> [TASK PROMPT] From the records below, copy each line that has the word "source" in it.

> [DATA RECORDS]
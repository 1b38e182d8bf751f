//! Storage backends
//!
//! Jobs never touch devices directly. They go through [`Storage`], which hands
//! out exclusive [`BlockDevice`] handles and the [`FsTools`] that drive
//! filesystem utilities. Two backends exist:
//!
//! - [`SystemStorage`]: real block devices, `sfdisk`, `mkfs.*`, `e2fsck`, ...
//! - [`MemoryStorage`]: sparse in-memory disks with fault injection, used by
//!   `--dry-run` and the test suite

mod memory;
mod system;

pub use memory::{MemoryStorage, ToolOp, WriteFault};
pub use system::SystemStorage;

use crate::command_runner::CommandError;
use crate::error::ScanError;
use crate::model::{Device, PartitionTable};
use crate::types::FileSystem;
use std::path::Path;
use thiserror::Error;

/// Failures of a block device handle
#[derive(Error, Debug)]
pub enum StorageError {
    #[error("device {0} does not exist")]
    NotFound(String),

    #[error("device {0} is busy or already opened by another process")]
    Busy(String),

    #[error("access {offset}+{len} is beyond the end of {device} ({size} bytes)")]
    OutOfBounds {
        device: String,
        offset: u64,
        len: u64,
        size: u64,
    },

    #[error("partition table on {device} could not be processed: {details}")]
    Table { device: String, details: String },

    #[error(transparent)]
    Command(#[from] CommandError),

    #[error("I/O error on {device}: {source}")]
    Io {
        device: String,
        #[source]
        source: std::io::Error,
    },
}

/// An exclusively opened block device.
///
/// Dropping the handle releases the device.
pub trait BlockDevice: Send {
    fn path(&self) -> &Path;

    fn logical_sector_size(&self) -> u64;

    /// Device size in bytes
    fn size(&self) -> u64;

    /// `Ok(None)` for an unpartitioned device
    fn read_table(&mut self) -> Result<Option<PartitionTable>, StorageError>;

    /// Replace the on-disk table with `table` and make the kernel see it
    fn write_table(&mut self, table: &PartitionTable) -> Result<(), StorageError>;

    fn read_at(&mut self, offset: u64, buf: &mut [u8]) -> Result<(), StorageError>;

    fn write_at(&mut self, offset: u64, data: &[u8]) -> Result<(), StorageError>;

    fn sync(&mut self) -> Result<(), StorageError>;
}

/// Filesystem utilities, run against a partition node.
///
/// Callers must have dropped any [`BlockDevice`] handle of the parent disk
/// before calling, since the tools claim the node themselves.
pub trait FsTools: Send + Sync {
    fn mkfs(&self, node: &Path, fs: FileSystem, label: Option<&str>) -> Result<(), CommandError>;

    /// Filesystems without a checker succeed without running anything
    fn fsck(&self, node: &Path, fs: FileSystem) -> Result<(), CommandError>;

    /// Grow or shrink the filesystem to `new_size` bytes
    fn resize(&self, node: &Path, fs: FileSystem, new_size: u64) -> Result<(), CommandError>;

    /// Smallest size the filesystem can be shrunk to, if the tool reports one
    fn min_size(&self, node: &Path, fs: FileSystem) -> Result<Option<u64>, CommandError>;
}

/// Entry point to a family of devices.
pub trait Storage: Send + Sync {
    /// Open a whole-disk device exclusively
    fn open(&self, path: &Path) -> Result<Box<dyn BlockDevice>, StorageError>;

    /// Enumerate every device and read its table
    fn scan(&self) -> Result<Vec<Device>, ScanError>;

    fn tools(&self) -> &dyn FsTools;
}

> [ANSWER TO THIS TASK]
    #[error("I/O error on {device}: {source}")]
        #[source]
        source: std::io::Error,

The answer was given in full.